— Action item —
Pull every line containing the word "Scaling" out of the material below.

— Excerpted records —
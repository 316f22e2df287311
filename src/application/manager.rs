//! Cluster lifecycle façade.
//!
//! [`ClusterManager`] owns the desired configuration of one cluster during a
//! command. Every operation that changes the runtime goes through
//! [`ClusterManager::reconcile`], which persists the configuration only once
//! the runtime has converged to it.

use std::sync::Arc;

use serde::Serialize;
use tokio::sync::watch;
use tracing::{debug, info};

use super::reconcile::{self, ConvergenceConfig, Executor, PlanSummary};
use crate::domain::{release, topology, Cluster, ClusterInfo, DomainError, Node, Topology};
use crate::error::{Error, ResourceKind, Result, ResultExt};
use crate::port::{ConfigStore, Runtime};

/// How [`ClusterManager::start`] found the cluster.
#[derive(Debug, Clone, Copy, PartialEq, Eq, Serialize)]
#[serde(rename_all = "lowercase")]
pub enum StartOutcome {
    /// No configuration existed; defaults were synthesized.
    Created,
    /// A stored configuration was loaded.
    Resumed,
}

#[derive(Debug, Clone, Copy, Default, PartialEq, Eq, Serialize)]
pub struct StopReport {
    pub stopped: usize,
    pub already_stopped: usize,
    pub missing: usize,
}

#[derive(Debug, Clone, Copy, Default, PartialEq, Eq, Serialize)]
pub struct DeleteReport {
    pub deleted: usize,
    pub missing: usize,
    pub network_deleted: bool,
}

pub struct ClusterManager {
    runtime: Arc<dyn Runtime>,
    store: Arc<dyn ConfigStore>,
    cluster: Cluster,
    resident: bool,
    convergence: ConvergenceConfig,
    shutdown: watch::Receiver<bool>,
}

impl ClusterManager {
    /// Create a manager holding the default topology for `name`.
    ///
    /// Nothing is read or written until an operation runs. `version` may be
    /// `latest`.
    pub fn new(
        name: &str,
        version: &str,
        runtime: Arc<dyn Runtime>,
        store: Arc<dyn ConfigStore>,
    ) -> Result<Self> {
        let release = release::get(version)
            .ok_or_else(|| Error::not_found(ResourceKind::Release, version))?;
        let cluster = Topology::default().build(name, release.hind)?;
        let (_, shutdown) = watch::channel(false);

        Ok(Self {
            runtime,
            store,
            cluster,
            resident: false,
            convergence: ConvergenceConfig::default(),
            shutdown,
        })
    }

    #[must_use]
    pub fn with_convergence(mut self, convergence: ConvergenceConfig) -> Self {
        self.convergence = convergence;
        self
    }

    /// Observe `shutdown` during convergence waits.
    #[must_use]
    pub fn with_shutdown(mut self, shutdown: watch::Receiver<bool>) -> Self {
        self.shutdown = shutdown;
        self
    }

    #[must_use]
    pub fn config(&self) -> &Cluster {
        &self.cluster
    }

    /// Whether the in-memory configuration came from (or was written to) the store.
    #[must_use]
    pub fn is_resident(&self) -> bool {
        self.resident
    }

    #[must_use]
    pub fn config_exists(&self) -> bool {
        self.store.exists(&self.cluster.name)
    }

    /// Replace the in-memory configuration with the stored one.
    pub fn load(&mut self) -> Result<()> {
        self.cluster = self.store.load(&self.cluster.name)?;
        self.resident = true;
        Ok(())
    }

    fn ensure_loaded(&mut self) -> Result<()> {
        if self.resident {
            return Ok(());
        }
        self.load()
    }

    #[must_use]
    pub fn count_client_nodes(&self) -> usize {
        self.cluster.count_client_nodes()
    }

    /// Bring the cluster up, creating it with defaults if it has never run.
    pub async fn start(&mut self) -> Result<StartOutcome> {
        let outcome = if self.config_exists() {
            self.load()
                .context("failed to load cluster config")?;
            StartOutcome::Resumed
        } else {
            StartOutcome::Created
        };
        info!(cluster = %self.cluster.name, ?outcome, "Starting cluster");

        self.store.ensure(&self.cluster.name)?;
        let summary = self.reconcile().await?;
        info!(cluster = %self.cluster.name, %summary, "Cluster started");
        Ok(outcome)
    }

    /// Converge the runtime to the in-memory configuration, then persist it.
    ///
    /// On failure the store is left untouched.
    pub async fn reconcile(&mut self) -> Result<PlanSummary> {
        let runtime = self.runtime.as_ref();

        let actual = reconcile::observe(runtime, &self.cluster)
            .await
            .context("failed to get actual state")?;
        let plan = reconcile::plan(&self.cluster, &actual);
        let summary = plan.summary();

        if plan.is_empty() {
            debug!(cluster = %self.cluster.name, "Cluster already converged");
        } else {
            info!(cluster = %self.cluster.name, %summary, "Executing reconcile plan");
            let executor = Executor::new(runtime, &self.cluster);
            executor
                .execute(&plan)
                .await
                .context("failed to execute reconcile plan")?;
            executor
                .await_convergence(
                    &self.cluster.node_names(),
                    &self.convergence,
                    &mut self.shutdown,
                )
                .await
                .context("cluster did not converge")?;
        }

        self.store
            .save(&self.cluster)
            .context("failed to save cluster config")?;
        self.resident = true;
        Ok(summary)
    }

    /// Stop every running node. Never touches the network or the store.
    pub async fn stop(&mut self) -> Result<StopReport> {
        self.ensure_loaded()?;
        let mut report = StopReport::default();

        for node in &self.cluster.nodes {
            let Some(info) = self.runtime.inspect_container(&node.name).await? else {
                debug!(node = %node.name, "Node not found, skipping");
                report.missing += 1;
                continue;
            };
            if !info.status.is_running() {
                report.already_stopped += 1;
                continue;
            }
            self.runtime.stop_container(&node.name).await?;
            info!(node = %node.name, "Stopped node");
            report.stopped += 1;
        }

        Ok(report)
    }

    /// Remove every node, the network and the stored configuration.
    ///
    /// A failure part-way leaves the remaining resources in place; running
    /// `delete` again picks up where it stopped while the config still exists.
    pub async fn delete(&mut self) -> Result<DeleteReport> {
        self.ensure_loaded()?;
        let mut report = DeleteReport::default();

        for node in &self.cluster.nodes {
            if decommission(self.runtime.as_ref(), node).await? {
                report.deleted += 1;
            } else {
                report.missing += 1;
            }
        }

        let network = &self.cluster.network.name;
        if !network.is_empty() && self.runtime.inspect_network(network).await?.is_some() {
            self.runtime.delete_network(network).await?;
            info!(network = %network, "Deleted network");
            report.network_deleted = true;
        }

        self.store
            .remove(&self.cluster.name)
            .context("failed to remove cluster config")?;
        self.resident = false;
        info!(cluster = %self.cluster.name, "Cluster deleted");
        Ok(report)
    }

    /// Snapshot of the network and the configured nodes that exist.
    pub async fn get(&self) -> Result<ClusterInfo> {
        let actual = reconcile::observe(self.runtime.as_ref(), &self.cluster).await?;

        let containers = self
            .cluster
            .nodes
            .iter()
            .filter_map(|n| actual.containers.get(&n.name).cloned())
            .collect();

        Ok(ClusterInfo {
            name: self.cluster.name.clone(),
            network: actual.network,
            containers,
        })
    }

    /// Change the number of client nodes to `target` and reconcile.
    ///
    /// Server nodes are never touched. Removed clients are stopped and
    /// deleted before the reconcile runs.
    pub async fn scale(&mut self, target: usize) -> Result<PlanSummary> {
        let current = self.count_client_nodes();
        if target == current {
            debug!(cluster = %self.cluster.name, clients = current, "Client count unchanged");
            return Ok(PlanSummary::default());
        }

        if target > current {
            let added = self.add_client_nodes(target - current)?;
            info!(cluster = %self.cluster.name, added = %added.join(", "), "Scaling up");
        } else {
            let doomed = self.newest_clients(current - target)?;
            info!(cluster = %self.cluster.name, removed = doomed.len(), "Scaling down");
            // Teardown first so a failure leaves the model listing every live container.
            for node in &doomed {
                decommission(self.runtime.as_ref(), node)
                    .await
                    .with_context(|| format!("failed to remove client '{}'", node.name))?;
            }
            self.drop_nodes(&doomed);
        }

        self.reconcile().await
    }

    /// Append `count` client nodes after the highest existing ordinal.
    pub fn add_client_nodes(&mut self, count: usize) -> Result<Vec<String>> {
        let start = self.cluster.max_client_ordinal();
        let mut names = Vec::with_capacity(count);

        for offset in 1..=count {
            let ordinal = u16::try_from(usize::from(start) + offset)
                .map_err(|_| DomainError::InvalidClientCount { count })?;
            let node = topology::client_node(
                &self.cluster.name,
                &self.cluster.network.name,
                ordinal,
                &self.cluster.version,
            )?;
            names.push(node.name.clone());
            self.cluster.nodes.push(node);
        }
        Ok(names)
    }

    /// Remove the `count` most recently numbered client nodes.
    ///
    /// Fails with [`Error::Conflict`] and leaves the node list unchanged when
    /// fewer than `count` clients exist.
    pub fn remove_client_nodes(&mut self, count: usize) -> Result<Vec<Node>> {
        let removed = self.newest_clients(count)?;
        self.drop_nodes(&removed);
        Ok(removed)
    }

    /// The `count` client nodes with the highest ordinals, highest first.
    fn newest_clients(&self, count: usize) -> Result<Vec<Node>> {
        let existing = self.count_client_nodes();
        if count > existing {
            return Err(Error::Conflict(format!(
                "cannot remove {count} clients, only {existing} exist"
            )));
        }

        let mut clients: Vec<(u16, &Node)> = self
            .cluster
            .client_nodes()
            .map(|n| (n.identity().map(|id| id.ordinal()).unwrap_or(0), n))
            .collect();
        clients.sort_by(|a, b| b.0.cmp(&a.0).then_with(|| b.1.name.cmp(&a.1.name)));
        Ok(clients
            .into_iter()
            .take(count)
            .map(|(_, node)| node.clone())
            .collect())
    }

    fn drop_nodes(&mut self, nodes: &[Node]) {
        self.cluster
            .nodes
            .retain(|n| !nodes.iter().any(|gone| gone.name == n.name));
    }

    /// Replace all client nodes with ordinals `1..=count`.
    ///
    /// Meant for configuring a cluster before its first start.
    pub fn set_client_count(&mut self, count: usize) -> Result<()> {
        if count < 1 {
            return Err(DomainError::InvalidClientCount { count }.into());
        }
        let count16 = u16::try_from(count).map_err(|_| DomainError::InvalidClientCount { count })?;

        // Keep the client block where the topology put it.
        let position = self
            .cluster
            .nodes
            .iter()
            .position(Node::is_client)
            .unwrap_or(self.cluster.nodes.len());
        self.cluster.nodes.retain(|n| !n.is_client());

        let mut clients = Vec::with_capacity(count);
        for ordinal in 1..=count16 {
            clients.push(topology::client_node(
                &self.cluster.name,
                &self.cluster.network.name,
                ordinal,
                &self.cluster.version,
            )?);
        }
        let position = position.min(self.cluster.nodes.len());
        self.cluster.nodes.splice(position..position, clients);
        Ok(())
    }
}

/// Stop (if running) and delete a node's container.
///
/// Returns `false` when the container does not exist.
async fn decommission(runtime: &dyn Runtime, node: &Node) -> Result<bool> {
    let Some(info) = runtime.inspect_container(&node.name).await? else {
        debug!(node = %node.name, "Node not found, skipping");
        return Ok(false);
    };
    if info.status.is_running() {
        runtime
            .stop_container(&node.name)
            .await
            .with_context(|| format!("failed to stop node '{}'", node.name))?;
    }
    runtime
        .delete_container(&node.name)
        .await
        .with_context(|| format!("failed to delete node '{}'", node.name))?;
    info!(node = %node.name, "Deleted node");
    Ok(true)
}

— Response to the task —
            info!(cluster = %self.cluster.name, added = %added.join(", "), "Scaling up");
            info!(cluster = %self.cluster.name, removed = doomed.len(), "Scaling down");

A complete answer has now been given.